Sunday, February 3, 2013

Life (thankfully) not imitating art

In a recent interview, director Steven Soderbergh suggests that Washington could learn a thing or two from Hollywood:
One thing I do know from making art is that ideology is the enemy of problem-solving. Nobody sits on a film set and says, "No, you can’t use green-screen VFX to solve that because I’m Catholic." There’s no place for that, and that’s why I’ve stopped being embarrassed about being in the entertainment industry, because I’m surrounded by intelligent people who solve problems quickly and efficiently, primarily because issues of ideology don’t enter into the conversation. ... 
I look at Hurricane Katrina, and I think if four days before landfall you gave a movie studio autonomy and a 100th of the billions the government spent on that disaster, and told them, "Lock this place down and get everyone taken care of," we wouldn’t be using that disaster as an example of what not to do.

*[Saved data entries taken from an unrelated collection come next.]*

//! Parsing and equivalence checking for LaTeX-flavoured answers.
//!
//! [`parse`] turns text such as `\frac{x^2 - 1}{x - 1}` or `x = 4` into an [`Expr`];
//! [`equivalent`] decides whether two parsed answers denote the same value after
//! expansion into a normal form (see [`Normal`]). Everything here is pure.

mod ast;
mod normal;
mod parser;
mod rational;
mod token;

use thiserror::Error;

use crate::model::BareValuePolicy;

pub use ast::{Expr, Func};
pub use normal::{Normal, normalize};
pub use parser::parse;
pub use rational::Rational;

/// Longest answer text accepted, in bytes.
pub const MAX_INPUT_LEN: usize = 2048;

/// Deepest nesting the parser and the normalizer will follow.
pub const MAX_DEPTH: usize = 256;

//
// ─── ERRORS ────────────────────────────────────────────────────────────────────
//

/// Malformed answer text. Positions are byte offsets into the input.
#[derive(Debug, Error, Clone, PartialEq, Eq)]
#[non_exhaustive]
pub enum ParseError {
    #[error("empty expression")]
    Empty,

    #[error("unexpected character {ch:?} at {at}")]
    UnexpectedChar { ch: char, at: usize },

    #[error("unexpected {found:?} at {at}")]
    UnexpectedToken { found: String, at: usize },

    #[error("expected {expected}, found {found:?} at {at}")]
    Expected {
        expected: &'static str,
        found: String,
        at: usize,
    },

    #[error("unexpected end of input at {at}")]
    UnexpectedEnd { at: usize },

    #[error("number {lexeme:?} at {at} is too large")]
    InvalidNumber { lexeme: String, at: usize },

    #[error("unknown command \\{name} at {at}")]
    UnknownCommand { name: String, at: usize },

    #[error("input is {len} bytes, longer than {}", MAX_INPUT_LEN)]
    TooLong { len: usize },

    #[error("nesting deeper than {} at {at}", MAX_DEPTH)]
    TooDeep { at: usize },
}

/// Failure while bringing a parsed expression into normal form.
#[derive(Debug, Error, Clone, PartialEq, Eq)]
#[non_exhaustive]
pub enum EvalError {
    #[error("division by zero")]
    DivisionByZero,

    #[error("coefficient overflow")]
    Overflow,

    #[error("exponent too large to expand")]
    ExponentTooLarge,

    #[error("expression expands to too many terms")]
    TooComplex,

    #[error("an equation has no single value")]
    Equation,

    #[error("expression nests deeper than {}", MAX_DEPTH)]
    TooDeep,
}

//
// ─── EQUIVALENCE ───────────────────────────────────────────────────────────────
//

/// Equivalence with the default policy (a bare value matches `x = value`).
#[must_use]
pub fn equivalent(a: &Expr, b: &Expr) -> bool {
    equivalent_with(a, b, BareValuePolicy::default())
}

/// Decide whether two parsed answers are mathematically the same.
///
/// - Two expressions: equal normal forms.
/// - Two equations: matching sides, in either orientation (`x = 4` and `4 = x`).
/// - An equation and an expression: only under [`BareValuePolicy::Accept`], and only
///   when one side of the equation is a lone variable whose other side matches.
///
/// Normalization failures (division by zero, overflow) count as "not equivalent".
#[must_use]
pub fn equivalent_with(a: &Expr, b: &Expr, policy: BareValuePolicy) -> bool {
    match (a, b) {
        (Expr::Equation(l1, r1), Expr::Equation(l2, r2)) => {
            (same_value(l1, l2) && same_value(r1, r2)) || (same_value(l1, r2) && same_value(r1, l2))
        }
        (Expr::Equation(lhs, rhs), value) | (value, Expr::Equation(lhs, rhs)) => {
            if policy == BareValuePolicy::Reject {
                return false;
            }
            if lhs.as_symbol().is_some() && same_value(rhs, value) {
                return true;
            }
            rhs.as_symbol().is_some() && same_value(lhs, value)
        }
        _ => same_value(a, b),
    }
}

fn same_value(a: &Expr, b: &Expr) -> bool {
    match (normalize(a), normalize(b)) {
        (Ok(a), Ok(b)) => a.same_value(&b).unwrap_or(false),
        _ => false,
    }
}

/// Outcome of checking submitted text against a canonical answer.
#[derive(Debug, Clone, PartialEq, Eq)]
pub enum AnswerMatch {
    Equivalent,
    NotEquivalent,
    /// The submission could not be parsed.
    Unparseable(ParseError),
    /// The canonical answer itself failed to parse (a catalog defect).
    InvalidCanonical(ParseError),
}

impl AnswerMatch {
    #[must_use]
    pub fn is_correct(&self) -> bool {
        matches!(self, AnswerMatch::Equivalent)
    }
}

/// Parse both texts and compare them.
#[must_use]
pub fn check_answer(submitted: &str, canonical: &str, policy: BareValuePolicy) -> AnswerMatch {
    let expected = match parse(canonical) {
        Ok(expr) => expr,
        Err(err) => return AnswerMatch::InvalidCanonical(err),
    };
    let given = match parse(submitted) {
        Ok(expr) => expr,
        Err(err) => return AnswerMatch::Unparseable(err),
    };
    if equivalent_with(&given, &expected, policy) {
        AnswerMatch::Equivalent
    } else {
        AnswerMatch::NotEquivalent
    }
}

A big movie involves clothing, feeding, and moving thousands of people around the world on a tight schedule. Problems are solved creatively and efficiently within a budget, or your ass is out of work. So when I look at what’s going on in the government, the gridlock, I think, Wow, that’s a really inefficient way to run a railroad. The government can’t solve problems because the two parties are so wedded to their opposing ideas that they can’t move. ... That’s how art works. You steal from everything.
There are quite a few ideas packed in here, which I'll try to address one at a time.

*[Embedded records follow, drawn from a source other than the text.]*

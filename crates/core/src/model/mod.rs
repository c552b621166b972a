mod ids;
mod question;
mod rules;
mod score;

pub use ids::{ScoreId, SessionId};
pub use question::{ConfigurationError, Difficulty, Question, Subject};
pub use rules::{BareValuePolicy, QuizRules, RulesError};
pub use score::{NameError, PlayerName, ScoreRecord};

First, the problem during Hurricane Katrina was neither partisanship or gridlock. It wasn't like Congress wanted to vote on how to rescue people in New Orleans but someone filibustered. No one made the claim that people should drown to teach them the value of thrift. At least at the time of the crisis, government officials more or less agreed on what needed to be done; they just largely failed to do it. The problem was, to some extent, federalism, but more generally incompetence. In many other situations (the Haitian earthquake, Superstorm Sandy, etc.) the federal government has responded quickly and effectively, providing shelter and saving hundreds of thousands of lives. Maybe a movie studio could have pulled that off, but I wouldn't bet on it.

Now, as for Soderbergh's larger point, I'm sure he's right that filmmakers don't get hung up on the use of particular technological tools, but the reason they don't get hung up on these decisions is because they largely don't matter. If you decide to shoot in 35mm film rather than 16mm, that may be an interesting artistic decision, but no one (with the exception of a 16mm film manufacturer) suffers for it. There are no compelling interests at stake. 

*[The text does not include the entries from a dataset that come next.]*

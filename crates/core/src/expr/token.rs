use logos::Logos;
use std::ops::Range;

use super::ParseError;

/// The different kinds of tokens produced by the tokenizer.
#[derive(Logos, Clone, Copy, Debug, PartialEq, Eq)]
#[logos(skip r"[ \t\r\n\f]+")]
pub enum TokenKind {
    #[regex(r"[0-9]+(\.[0-9]+)?|\.[0-9]+")]
    Number,

    #[regex(r"[a-zA-Z]+")]
    Name,

    #[regex(r"\\[a-zA-Z]+")]
    Command,

    /// `\,`, `\;`, `\:`, `\!` and `\ `.
    #[regex(r"\\[,;:! ]")]
    Spacing,

    #[token("+")]
    Add,

    #[token("-")]
    #[token("\u{2212}")]
    Sub,

    #[token("*")]
    #[token("\u{b7}")]
    #[token("\u{d7}")]
    Mul,

    #[token("/")]
    #[token("\u{f7}")]
    Div,

    #[token("^")]
    #[token("**")]
    Exp,

    #[token("=")]
    Eq,

    #[token("(")]
    OpenParen,

    #[token(")")]
    CloseParen,

    #[token("{")]
    OpenBrace,

    #[token("}")]
    CloseBrace,

    #[token("[")]
    OpenBracket,

    #[token("]")]
    CloseBracket,
}

/// A token produced by the tokenizer.
#[derive(Debug, Clone, PartialEq, Eq)]
pub struct Token<'source> {
    /// The region of the source that this token originated from.
    pub span: Range<usize>,

    pub kind: TokenKind,

    /// The raw lexeme.
    pub lexeme: &'source str,
}

/// Names that read as a single word instead of a product of single-letter variables.
pub(crate) const WORDS: &[&str] = &["sin", "cos", "tan", "ln", "log", "exp", "sqrt", "pi"];

/// LaTeX commands that only affect layout.
const LAYOUT_COMMANDS: &[&str] = &["left", "right", "displaystyle", "textstyle", "big", "Big"];

/// Tokenize the whole input up front so the parser can look ahead freely.
///
/// Layout-only tokens are dropped here. Multi-letter names that are not known words
/// are split into one token per letter, so `xy` reads as `x` times `y`.
///
/// # Errors
///
/// Returns `ParseError::UnexpectedChar` on any character the lexer does not know.
pub fn tokenize_complete(input: &str) -> Result<Vec<Token<'_>>, ParseError> {
    let mut lexer = TokenKind::lexer(input);
    let mut tokens = Vec::new();

    while let Some(kind) = lexer.next() {
        let span = lexer.span();
        let lexeme = lexer.slice();
        let Ok(kind) = kind else {
            let ch = lexeme.chars().next().unwrap_or('?');
            return Err(ParseError::UnexpectedChar { ch, at: span.start });
        };

        match kind {
            TokenKind::Spacing => {}
            TokenKind::Command if LAYOUT_COMMANDS.contains(&&lexeme[1..]) => {}
            TokenKind::Name if !WORDS.contains(&lexeme) => {
                for (offset, ch) in lexeme.char_indices() {
                    let start = span.start + offset;
                    let end = start + ch.len_utf8();
                    tokens.push(Token {
                        span: start..end,
                        kind,
                        lexeme: &input[start..end],
                    });
                }
            }
            _ => tokens.push(Token { span, kind, lexeme }),
        }
    }

    Ok(tokens)
}

#[cfg(test)]
mod tests {
    use super::*;

    fn kinds(input: &str) -> Vec<(TokenKind, &str)> {
        tokenize_complete(input)
            .unwrap()
            .into_iter()
            .map(|t| (t.kind, t.lexeme))
            .collect()
    }

    #[test]
    fn basic_expr() {
        assert_eq!(
            kinds("1 + 2.5"),
            [
                (TokenKind::Number, "1"),
                (TokenKind::Add, "+"),
                (TokenKind::Number, "2.5"),
            ]
        );
    }

    #[test]
    fn splits_unknown_names_into_letters() {
        assert_eq!(
            kinds("xy"),
            [(TokenKind::Name, "x"), (TokenKind::Name, "y")]
        );
        assert_eq!(kinds("sin"), [(TokenKind::Name, "sin")]);
    }

    #[test]
    fn drops_layout_commands() {
        assert_eq!(
            kinds(r"\left( x \right)\,"),
            [
                (TokenKind::OpenParen, "("),
                (TokenKind::Name, "x"),
                (TokenKind::CloseParen, ")"),
            ]
        );
    }

    #[test]
    fn latex_fraction() {
        assert_eq!(
            kinds(r"\frac{1}{2}"),
            [
                (TokenKind::Command, r"\frac"),
                (TokenKind::OpenBrace, "{"),
                (TokenKind::Number, "1"),
                (TokenKind::CloseBrace, "}"),
                (TokenKind::OpenBrace, "{"),
                (TokenKind::Number, "2"),
                (TokenKind::CloseBrace, "}"),
            ]
        );
    }

    #[test]
    fn unknown_characters_fail() {
        assert_eq!(
            tokenize_complete("???"),
            Err(ParseError::UnexpectedChar { ch: '?', at: 0 })
        );
    }
}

On the other hand, when important ideas or revenue streams are at stake, Hollywood has found itself extremely polarized and occasionally gridlocked. Witness the Screen Actors' Guild strike of 2000, during which many actors refused to appear in commercials. Witness the Writers' Guild strike of 2008, which shut down many television shows and films for over three months. Or remember when the studios refused to hire any actor with alleged ties to the Communist Party? Good times.

The point is that people in the entertainment industry, just like people in government, will have a hard time agreeing when there are compelling interests at stake. It's possible that Washington will resolve its internal disagreements more slowly than Hollywood will, but that's precisely because Washington is democratically run. It resolves differences through roll call votes and through elections, which are inherently slow and messy. If Hollywood is more efficient, that's because its key decisions are usually made by studio executives, producers, or directors -- that is, dictators. We could certainly try that approach in government, but there are probably some down sides.

(via Sullivan)


  1. maybe your blog post could be taken more seriously if you knew how to spell his name

    1. Thanks for the (not very friendly) tip. Correction made.

  2. Soderbergh also misses a core difference between how our political system works and how the film industry works. Why does everyone on a film set do what a director tells them? Because the Director is typically given very broad powers to hire and fire the vast majority of people involved in making a movie and anyone who disagrees with a director and refuses to compromise or do as their told will quickly find themselves out of a job. Imagine a lighting director telling Steven Spielberg, "I don't like how you want to light this scene, and if you don't light it the way I want, I'm going to filibuster and not set up any lights at all and shut down production until I get what I want." Steve would find a new lighting director in about 2 seconds right? But GOP senators are literally doing this right now with the Consumer Financial Protection Bureau and refusing to allow the agency to even have a director unless they get what they want. In fact Director's are given so much power it can often lead to abuses, Stanley Kubrick infamously reduced the actress who played the wife in "The Shinning" to tears after making her do something like 120 takes of a single scene!

    In fact when you look at films whose production collapse into fiasco a typical reason is a the presences of a star or director who can't be removed for various reasons and the result is the sort of tragic/comedic fiasco you see going on with a movie with Lindsay Lohan that by all accounts is a disaster: Or directors like Hal Ashby who was doing things like showing up drunk and/or high to the set everyday by the end of his career or spending six months editing and reediting a single short montage. In short when difficult and uncompromising people are forced to work on a film project, that project can collapse into conflict and gridlock just like how a President and Congress that don't agree can.